What you will do = Your answer should repeat every line of the records below in which the word "space" appears.

Records from a data source:
□ □ □ □ □ □ □

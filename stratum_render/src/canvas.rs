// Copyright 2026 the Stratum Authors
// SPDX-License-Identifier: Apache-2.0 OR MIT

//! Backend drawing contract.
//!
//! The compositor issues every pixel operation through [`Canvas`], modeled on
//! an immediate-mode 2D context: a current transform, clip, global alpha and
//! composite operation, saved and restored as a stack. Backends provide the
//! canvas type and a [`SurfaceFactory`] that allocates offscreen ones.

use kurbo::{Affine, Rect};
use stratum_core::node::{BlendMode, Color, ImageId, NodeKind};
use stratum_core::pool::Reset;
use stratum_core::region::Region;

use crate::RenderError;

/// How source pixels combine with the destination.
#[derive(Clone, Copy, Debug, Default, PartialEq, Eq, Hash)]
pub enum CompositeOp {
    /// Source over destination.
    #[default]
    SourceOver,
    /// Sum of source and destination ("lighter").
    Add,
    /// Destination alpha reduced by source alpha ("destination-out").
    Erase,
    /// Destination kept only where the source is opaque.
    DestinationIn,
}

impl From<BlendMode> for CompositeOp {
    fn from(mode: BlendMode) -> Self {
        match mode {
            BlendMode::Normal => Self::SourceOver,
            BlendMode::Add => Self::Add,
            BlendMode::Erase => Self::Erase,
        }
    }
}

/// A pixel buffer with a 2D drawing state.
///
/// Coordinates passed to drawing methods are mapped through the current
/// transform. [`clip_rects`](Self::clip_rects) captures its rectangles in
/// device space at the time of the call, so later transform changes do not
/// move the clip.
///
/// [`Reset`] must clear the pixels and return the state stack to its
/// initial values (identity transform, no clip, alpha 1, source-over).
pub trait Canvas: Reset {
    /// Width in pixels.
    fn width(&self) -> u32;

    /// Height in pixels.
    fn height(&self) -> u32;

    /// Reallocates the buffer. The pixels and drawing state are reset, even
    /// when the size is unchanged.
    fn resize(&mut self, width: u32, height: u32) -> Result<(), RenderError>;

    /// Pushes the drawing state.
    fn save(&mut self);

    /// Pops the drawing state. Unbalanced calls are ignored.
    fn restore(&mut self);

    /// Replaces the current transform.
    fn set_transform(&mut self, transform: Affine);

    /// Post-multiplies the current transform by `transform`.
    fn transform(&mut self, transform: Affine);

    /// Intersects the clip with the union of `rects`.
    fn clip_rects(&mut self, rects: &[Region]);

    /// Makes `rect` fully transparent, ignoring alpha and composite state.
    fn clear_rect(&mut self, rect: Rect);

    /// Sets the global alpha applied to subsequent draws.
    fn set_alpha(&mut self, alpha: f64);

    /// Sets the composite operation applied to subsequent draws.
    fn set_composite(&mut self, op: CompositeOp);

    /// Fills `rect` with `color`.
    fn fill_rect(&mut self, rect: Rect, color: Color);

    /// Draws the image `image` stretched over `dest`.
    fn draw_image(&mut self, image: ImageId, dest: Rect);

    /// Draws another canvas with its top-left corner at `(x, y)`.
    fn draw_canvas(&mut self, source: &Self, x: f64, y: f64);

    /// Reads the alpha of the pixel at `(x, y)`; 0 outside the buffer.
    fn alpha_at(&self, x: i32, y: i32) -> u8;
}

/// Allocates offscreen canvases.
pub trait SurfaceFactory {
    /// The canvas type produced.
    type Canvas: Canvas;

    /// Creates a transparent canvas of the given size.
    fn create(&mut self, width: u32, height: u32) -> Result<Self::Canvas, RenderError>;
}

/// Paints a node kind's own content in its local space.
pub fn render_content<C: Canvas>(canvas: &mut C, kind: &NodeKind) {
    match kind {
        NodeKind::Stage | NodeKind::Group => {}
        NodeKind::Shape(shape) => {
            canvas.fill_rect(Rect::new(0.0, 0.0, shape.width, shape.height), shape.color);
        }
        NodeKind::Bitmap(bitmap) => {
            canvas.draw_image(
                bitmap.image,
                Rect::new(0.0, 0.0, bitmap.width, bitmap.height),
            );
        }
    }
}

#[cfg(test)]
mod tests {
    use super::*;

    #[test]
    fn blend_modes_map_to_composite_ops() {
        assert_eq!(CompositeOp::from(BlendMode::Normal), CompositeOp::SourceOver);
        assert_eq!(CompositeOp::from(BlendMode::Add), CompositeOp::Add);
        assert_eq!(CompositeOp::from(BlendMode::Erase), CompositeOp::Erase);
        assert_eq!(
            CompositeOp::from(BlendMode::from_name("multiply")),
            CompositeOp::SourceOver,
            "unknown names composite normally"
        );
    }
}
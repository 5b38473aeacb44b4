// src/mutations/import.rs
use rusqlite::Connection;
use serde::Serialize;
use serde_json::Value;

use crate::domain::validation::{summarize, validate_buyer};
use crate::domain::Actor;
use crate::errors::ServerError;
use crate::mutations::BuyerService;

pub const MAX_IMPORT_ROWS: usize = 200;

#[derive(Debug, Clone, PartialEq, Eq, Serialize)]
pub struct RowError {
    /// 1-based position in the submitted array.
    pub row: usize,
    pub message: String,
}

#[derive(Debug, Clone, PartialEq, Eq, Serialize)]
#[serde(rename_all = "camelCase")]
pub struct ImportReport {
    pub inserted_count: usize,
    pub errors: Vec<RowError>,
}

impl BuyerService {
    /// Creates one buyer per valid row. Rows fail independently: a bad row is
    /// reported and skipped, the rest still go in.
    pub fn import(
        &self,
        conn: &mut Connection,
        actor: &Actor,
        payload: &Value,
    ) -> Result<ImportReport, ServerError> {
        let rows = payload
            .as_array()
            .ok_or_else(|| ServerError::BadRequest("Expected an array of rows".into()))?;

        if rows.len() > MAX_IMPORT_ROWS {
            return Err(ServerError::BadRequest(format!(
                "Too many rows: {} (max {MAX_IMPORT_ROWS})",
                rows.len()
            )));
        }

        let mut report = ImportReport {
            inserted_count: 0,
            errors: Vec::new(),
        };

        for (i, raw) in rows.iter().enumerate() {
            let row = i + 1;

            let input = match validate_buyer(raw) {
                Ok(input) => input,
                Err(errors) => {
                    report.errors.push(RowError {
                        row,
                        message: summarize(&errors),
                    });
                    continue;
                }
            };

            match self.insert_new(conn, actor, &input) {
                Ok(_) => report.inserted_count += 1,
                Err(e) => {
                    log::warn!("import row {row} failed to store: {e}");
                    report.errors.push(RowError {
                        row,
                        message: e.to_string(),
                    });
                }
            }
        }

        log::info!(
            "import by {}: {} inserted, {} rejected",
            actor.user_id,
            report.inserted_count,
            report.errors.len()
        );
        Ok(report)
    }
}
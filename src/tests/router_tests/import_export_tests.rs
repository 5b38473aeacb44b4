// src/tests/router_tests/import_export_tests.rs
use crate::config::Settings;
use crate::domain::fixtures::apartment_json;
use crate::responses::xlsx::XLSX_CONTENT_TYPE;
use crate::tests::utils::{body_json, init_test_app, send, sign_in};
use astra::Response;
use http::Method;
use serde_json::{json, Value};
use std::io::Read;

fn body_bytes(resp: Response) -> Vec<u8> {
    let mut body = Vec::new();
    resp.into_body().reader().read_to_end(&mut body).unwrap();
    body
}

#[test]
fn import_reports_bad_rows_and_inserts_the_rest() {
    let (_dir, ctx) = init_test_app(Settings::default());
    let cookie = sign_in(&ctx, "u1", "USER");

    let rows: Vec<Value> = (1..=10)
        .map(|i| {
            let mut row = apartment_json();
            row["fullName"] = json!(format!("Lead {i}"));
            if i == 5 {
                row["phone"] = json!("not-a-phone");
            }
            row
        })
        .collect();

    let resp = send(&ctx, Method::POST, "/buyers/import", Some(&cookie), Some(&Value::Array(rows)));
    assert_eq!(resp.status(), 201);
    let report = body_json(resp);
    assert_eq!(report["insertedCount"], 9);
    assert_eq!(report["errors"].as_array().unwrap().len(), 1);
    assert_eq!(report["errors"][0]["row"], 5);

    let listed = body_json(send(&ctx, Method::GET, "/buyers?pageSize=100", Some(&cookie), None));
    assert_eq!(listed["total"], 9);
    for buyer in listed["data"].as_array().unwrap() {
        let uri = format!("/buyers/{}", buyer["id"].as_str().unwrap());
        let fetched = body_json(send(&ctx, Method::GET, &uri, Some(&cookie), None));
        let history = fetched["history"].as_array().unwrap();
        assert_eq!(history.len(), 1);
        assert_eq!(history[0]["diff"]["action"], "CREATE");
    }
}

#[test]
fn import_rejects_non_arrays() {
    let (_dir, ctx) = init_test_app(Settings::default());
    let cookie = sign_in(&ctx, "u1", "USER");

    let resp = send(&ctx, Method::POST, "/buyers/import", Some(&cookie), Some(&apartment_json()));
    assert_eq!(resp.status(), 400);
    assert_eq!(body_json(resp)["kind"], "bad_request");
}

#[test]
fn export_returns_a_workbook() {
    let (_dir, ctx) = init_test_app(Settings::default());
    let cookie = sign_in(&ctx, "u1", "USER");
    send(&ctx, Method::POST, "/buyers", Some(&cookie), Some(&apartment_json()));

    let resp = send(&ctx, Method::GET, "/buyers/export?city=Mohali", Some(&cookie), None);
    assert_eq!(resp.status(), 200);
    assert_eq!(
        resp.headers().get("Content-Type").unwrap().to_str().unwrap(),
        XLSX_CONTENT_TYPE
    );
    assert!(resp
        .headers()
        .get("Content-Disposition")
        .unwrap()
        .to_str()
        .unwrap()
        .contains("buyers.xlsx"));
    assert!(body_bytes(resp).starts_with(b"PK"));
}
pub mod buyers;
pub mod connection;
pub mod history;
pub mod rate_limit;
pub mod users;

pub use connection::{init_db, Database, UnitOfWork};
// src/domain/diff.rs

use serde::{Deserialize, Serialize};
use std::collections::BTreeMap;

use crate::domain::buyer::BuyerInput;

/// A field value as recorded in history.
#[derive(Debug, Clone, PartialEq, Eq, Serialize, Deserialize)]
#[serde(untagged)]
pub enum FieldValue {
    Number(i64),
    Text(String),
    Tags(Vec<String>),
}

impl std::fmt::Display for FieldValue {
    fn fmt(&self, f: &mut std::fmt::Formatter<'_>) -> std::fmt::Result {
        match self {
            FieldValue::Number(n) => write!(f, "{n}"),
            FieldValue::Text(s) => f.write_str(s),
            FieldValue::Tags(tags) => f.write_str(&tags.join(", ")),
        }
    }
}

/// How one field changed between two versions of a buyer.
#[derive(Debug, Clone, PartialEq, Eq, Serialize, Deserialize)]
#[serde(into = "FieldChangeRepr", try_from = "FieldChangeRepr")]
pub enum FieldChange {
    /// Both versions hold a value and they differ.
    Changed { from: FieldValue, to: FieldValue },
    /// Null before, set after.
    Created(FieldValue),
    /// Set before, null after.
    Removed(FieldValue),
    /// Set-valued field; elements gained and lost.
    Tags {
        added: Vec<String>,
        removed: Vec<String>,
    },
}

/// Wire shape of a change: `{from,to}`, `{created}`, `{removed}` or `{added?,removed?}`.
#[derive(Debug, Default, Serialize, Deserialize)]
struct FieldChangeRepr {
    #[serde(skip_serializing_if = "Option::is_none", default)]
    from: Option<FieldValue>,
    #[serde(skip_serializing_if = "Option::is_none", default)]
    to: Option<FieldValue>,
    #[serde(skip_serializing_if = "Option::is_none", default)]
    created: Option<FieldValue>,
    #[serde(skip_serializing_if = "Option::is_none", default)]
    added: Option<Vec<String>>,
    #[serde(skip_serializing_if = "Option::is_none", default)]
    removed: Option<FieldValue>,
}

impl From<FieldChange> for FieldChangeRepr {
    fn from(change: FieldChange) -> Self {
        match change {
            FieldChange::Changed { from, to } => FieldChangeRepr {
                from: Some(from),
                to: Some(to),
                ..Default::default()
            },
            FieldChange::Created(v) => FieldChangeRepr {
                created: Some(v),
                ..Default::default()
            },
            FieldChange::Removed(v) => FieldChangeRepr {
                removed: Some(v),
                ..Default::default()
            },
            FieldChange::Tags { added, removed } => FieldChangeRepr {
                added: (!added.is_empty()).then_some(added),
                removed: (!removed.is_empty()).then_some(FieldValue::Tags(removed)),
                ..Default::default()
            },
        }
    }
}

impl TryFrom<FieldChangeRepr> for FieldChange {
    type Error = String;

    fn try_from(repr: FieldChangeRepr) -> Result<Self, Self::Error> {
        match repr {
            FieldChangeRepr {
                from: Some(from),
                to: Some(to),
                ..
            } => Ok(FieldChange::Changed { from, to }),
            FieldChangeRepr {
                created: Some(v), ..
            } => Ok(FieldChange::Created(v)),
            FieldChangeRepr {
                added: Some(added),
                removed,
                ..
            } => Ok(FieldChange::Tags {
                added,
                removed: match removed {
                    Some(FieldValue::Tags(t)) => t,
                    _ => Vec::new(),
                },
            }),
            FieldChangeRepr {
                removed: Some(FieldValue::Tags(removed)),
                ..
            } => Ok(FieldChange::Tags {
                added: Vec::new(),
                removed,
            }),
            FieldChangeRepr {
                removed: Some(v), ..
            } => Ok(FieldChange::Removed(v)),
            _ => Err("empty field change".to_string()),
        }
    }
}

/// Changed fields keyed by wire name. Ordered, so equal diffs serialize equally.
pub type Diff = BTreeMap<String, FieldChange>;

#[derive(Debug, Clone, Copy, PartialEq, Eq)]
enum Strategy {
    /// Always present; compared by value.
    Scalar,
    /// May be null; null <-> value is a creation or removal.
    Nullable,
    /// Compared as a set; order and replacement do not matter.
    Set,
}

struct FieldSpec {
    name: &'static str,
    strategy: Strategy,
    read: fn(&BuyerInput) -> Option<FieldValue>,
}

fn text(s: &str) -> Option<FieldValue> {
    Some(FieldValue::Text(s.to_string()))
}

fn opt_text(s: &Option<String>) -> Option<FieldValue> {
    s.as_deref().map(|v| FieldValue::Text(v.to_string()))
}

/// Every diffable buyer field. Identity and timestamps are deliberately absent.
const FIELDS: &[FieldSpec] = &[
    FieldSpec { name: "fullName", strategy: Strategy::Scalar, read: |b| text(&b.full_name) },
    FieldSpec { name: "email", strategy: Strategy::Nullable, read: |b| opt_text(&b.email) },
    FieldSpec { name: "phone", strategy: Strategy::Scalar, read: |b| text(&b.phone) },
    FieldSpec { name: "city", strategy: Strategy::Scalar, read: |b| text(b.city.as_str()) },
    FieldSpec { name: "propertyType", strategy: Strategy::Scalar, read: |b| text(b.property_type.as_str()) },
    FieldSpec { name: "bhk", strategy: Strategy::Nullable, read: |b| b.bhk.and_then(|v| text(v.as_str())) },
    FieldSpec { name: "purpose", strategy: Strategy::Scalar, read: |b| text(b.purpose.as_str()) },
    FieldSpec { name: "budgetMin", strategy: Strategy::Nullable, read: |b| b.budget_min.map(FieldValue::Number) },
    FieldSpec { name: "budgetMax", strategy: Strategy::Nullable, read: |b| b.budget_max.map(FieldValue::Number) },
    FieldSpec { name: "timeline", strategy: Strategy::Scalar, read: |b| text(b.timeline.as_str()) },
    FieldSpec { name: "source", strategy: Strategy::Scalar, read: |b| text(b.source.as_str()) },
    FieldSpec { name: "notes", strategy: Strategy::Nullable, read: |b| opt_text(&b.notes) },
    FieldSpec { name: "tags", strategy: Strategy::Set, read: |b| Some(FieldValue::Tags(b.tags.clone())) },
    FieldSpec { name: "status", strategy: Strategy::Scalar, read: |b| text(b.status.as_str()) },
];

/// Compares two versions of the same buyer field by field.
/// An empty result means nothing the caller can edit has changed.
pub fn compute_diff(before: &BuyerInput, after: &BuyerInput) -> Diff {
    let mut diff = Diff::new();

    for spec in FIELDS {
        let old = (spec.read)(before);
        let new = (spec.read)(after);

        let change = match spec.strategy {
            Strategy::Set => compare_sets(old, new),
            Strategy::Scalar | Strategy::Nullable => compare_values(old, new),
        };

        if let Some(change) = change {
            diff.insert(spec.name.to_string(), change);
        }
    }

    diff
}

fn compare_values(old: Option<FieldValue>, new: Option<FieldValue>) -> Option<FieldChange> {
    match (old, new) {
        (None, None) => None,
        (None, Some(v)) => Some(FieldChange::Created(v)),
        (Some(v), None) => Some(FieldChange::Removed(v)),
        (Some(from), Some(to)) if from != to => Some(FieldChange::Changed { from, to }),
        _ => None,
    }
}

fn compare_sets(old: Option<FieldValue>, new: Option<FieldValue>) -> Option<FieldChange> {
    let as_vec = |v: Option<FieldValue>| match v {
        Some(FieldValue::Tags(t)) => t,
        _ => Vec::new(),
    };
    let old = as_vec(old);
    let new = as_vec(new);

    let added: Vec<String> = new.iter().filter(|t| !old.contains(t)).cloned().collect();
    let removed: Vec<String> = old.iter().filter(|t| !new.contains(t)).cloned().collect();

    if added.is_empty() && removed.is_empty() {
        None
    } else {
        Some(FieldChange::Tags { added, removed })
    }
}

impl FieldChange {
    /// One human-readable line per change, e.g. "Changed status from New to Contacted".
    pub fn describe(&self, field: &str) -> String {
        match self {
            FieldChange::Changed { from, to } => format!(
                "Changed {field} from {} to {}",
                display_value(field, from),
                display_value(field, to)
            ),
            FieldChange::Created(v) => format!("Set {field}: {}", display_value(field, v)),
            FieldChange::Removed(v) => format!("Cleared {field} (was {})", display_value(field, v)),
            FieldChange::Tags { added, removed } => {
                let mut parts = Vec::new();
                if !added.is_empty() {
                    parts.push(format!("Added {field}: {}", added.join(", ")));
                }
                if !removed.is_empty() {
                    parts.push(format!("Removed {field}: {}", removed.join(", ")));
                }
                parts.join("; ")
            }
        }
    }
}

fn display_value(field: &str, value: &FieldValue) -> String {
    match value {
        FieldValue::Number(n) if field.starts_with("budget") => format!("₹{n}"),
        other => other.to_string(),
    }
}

□ □ □ □ □ □ □

Answer to this exercise =
/// device space at the time of the call, so later transform changes do not
/// Paints a node kind's own content in its local space.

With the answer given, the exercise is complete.